*** Data in this exercise Section Begins ***
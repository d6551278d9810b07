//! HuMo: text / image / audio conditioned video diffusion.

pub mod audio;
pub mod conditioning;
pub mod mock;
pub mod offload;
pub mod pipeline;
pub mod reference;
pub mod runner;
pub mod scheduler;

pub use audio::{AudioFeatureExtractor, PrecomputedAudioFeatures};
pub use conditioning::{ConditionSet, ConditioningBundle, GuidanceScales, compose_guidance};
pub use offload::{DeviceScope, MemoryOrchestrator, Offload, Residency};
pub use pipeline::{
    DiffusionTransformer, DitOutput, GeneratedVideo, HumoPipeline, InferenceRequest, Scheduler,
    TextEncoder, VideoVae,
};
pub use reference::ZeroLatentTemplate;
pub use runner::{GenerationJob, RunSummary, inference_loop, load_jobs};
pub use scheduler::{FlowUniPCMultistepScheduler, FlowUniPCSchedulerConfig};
*** Data in this exercise Section Ends ***
*** Data in this exercise Section Begins ***
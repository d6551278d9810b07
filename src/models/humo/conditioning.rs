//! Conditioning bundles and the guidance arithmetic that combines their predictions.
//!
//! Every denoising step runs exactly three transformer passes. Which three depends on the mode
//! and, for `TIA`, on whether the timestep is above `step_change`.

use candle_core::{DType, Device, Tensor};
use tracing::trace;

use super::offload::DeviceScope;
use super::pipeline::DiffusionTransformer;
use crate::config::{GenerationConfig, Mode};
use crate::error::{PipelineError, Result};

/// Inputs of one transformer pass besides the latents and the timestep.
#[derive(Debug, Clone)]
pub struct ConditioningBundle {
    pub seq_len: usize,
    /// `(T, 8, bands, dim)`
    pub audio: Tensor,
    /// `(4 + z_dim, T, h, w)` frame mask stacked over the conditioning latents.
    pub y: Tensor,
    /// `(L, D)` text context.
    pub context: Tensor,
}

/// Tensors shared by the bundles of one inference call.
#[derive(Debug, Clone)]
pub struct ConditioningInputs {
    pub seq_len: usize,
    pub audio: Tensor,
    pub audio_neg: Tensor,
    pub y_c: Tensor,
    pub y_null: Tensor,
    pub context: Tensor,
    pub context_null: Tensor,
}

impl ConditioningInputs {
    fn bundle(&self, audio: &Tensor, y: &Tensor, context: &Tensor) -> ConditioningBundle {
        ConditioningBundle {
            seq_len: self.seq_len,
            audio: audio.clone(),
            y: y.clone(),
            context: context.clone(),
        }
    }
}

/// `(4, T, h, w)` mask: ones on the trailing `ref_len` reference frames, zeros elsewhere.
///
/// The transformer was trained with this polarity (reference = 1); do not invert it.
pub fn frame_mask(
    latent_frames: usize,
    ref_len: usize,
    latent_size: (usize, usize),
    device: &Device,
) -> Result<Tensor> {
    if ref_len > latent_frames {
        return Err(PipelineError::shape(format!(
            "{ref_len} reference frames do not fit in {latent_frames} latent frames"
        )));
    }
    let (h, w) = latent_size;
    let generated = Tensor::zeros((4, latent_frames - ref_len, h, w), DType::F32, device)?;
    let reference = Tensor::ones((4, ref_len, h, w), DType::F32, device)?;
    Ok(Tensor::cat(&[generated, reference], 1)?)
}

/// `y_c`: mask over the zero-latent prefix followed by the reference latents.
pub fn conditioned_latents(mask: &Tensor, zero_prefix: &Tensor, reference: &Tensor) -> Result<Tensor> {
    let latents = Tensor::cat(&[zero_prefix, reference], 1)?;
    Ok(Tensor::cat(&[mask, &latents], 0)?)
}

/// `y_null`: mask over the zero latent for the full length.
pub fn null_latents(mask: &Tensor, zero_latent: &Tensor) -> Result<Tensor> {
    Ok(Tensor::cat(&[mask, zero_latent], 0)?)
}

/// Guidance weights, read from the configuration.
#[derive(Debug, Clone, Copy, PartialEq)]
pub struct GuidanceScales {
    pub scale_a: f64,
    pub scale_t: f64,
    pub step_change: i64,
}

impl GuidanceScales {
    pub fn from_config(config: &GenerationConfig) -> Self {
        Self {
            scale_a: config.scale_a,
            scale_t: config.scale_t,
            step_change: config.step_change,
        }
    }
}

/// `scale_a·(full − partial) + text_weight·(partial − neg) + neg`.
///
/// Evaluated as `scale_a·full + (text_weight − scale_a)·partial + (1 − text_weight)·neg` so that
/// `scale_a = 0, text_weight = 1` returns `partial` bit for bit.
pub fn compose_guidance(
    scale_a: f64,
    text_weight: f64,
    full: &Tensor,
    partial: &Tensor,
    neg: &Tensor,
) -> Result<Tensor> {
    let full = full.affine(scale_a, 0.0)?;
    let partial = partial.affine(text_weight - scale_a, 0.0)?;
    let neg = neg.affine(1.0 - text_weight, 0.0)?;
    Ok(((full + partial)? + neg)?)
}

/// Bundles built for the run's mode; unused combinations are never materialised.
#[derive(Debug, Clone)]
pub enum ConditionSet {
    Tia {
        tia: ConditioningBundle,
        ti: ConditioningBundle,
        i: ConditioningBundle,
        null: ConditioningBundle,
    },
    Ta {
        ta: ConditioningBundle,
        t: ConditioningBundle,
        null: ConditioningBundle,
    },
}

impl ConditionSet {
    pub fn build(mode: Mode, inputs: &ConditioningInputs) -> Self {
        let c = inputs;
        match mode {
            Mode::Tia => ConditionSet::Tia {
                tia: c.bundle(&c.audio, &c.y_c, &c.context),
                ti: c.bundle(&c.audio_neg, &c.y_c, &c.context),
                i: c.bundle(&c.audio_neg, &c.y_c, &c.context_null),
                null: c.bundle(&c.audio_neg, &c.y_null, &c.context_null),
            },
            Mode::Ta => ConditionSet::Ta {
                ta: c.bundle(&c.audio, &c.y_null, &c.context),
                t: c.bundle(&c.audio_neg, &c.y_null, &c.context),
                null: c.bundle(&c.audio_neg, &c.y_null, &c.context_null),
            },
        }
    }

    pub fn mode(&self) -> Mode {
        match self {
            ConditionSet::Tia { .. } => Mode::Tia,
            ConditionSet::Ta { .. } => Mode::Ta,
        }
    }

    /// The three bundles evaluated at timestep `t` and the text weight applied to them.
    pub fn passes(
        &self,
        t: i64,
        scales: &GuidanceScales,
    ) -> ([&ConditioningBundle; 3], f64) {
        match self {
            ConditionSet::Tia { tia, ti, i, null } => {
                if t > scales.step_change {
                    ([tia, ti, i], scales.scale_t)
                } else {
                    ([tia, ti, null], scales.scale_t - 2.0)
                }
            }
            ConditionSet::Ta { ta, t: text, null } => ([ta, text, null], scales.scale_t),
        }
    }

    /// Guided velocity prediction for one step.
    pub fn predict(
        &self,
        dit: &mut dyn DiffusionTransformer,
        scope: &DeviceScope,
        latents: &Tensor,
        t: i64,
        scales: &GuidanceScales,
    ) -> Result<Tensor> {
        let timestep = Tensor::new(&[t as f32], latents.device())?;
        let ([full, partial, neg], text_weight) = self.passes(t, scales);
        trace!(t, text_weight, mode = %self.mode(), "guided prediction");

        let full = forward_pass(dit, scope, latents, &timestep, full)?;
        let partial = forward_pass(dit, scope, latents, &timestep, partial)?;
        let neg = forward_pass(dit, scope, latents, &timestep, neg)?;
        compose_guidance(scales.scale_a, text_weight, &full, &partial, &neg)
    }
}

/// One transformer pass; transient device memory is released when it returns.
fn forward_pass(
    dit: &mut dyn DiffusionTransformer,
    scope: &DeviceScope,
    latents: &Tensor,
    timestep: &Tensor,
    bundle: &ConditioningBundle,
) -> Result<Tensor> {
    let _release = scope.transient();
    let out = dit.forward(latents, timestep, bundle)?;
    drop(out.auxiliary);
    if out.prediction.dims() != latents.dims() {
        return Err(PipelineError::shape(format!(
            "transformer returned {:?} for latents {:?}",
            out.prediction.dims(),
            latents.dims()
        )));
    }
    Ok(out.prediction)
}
*** Data in this exercise Section Ends ***
*** Data in this exercise Section Begins ***
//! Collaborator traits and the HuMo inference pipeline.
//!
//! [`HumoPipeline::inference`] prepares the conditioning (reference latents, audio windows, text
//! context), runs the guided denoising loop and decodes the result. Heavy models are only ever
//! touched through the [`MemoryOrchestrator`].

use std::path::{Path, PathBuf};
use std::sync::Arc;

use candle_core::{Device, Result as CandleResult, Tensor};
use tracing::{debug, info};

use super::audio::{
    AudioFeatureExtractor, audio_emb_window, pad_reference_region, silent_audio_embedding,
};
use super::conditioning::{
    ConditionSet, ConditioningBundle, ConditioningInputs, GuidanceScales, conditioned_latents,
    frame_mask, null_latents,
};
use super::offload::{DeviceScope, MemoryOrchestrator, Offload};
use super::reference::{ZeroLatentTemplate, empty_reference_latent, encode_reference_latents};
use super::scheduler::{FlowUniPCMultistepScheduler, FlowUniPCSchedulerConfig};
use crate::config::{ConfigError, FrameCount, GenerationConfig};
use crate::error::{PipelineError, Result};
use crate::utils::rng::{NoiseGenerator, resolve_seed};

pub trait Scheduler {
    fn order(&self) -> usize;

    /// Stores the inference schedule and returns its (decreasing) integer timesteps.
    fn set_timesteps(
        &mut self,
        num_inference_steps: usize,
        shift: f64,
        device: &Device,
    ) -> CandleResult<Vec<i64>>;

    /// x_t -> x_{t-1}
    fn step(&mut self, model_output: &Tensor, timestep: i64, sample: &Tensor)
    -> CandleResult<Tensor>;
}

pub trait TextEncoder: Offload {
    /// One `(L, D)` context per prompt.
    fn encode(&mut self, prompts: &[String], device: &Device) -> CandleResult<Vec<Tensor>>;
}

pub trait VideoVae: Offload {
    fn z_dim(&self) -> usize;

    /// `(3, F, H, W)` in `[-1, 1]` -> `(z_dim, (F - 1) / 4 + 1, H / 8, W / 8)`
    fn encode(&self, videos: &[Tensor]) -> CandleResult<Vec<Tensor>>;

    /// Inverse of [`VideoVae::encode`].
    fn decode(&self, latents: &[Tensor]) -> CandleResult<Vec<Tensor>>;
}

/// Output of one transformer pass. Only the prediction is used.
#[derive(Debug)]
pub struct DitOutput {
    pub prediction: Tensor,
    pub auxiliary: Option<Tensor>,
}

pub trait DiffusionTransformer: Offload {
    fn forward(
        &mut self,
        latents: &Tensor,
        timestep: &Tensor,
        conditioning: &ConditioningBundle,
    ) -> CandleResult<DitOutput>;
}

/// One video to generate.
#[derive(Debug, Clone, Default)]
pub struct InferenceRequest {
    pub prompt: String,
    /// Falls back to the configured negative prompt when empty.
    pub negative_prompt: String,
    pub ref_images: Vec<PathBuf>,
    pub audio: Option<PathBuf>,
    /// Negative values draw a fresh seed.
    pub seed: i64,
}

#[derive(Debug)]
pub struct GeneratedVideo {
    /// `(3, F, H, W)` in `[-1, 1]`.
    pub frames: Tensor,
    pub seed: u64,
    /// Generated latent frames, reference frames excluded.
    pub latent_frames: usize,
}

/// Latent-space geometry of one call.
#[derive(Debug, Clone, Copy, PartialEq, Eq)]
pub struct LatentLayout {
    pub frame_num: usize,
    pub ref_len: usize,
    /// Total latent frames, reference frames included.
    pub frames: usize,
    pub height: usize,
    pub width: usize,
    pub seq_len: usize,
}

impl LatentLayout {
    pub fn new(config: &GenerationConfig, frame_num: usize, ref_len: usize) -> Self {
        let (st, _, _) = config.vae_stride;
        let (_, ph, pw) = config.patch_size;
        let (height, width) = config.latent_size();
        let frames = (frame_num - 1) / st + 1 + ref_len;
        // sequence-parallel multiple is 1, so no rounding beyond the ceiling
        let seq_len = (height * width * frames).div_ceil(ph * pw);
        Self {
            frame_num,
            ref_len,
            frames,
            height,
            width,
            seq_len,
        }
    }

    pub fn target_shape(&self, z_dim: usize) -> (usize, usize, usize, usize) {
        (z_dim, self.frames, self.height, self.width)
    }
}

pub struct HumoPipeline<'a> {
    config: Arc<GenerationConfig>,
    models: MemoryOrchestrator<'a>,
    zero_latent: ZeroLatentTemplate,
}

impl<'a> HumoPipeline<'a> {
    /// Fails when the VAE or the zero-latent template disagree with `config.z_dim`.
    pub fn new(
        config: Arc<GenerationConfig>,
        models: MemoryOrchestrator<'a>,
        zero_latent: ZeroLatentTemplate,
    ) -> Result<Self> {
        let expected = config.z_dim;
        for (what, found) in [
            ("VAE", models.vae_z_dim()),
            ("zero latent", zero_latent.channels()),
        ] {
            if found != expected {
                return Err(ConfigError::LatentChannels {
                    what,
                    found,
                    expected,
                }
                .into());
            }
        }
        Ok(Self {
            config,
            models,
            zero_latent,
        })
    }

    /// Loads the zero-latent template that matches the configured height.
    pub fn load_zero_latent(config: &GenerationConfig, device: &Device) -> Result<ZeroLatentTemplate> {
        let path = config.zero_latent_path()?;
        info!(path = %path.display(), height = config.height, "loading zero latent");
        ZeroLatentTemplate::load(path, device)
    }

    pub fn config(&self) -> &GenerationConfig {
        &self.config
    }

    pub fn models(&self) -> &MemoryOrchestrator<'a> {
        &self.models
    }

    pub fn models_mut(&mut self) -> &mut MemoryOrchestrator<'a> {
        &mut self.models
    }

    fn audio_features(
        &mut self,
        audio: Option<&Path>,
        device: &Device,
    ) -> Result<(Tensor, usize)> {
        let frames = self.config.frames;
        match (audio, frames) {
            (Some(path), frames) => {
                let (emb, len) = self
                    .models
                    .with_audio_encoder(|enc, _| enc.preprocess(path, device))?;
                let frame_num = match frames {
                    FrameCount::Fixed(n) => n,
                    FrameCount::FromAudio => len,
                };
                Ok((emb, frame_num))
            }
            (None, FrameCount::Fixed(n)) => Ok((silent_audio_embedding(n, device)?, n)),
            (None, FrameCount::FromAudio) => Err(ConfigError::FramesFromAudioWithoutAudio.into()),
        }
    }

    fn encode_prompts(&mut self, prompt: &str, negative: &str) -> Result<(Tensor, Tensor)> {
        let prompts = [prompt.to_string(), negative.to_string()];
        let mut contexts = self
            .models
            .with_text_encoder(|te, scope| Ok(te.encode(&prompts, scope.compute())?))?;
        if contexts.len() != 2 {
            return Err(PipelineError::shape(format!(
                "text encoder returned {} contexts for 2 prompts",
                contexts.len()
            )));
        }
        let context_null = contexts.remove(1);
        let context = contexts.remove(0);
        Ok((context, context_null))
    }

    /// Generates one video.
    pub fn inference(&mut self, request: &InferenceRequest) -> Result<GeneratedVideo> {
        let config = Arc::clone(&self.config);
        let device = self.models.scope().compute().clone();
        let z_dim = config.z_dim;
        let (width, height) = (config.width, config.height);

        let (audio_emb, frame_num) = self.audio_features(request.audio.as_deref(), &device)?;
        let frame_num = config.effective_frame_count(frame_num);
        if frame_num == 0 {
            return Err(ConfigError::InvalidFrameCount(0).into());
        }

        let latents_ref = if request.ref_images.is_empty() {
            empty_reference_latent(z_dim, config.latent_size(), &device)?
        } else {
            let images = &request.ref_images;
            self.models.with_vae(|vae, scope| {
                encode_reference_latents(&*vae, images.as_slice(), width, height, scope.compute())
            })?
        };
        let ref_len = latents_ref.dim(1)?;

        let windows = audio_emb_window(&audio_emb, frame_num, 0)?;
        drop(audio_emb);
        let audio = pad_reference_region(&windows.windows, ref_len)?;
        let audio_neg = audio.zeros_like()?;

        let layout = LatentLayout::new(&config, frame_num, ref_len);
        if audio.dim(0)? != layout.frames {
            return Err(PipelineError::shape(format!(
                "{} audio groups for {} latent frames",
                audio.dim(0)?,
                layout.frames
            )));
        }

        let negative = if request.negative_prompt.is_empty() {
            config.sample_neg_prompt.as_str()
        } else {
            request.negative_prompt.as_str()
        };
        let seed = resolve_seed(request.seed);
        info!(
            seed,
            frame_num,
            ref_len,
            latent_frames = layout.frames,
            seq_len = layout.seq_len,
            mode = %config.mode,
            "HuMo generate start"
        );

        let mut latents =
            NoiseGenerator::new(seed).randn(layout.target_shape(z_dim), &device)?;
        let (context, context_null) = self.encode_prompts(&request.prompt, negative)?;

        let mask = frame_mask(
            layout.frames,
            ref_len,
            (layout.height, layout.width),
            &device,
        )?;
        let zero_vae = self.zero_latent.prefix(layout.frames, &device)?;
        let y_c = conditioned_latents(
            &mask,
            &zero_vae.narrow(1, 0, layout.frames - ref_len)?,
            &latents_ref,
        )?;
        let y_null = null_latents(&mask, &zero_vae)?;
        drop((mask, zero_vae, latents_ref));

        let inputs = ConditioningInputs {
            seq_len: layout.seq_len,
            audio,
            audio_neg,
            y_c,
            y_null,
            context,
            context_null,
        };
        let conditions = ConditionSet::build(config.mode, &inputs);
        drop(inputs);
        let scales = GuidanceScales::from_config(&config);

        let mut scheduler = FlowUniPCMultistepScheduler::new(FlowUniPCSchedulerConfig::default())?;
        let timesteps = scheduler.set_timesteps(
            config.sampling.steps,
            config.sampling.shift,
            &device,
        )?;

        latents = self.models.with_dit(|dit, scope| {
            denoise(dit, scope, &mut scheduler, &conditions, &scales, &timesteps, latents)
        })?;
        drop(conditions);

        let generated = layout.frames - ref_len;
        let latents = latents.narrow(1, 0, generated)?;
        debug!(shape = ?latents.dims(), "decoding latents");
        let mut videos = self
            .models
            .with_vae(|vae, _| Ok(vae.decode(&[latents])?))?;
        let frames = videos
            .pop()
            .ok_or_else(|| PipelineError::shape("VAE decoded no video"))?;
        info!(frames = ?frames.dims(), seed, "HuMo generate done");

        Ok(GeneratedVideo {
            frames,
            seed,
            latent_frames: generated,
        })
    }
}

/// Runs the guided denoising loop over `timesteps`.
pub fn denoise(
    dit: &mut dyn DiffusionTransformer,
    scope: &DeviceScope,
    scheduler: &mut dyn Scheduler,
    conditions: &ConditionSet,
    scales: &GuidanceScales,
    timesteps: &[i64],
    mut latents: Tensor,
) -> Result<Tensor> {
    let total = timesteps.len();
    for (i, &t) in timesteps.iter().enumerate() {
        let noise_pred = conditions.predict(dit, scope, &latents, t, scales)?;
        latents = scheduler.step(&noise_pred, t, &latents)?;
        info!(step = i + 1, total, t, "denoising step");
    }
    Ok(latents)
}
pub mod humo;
*** Data in this exercise Section Ends ***
Looking at the data above, say how many lines include the string "HumoPipeline" and add nothing.

4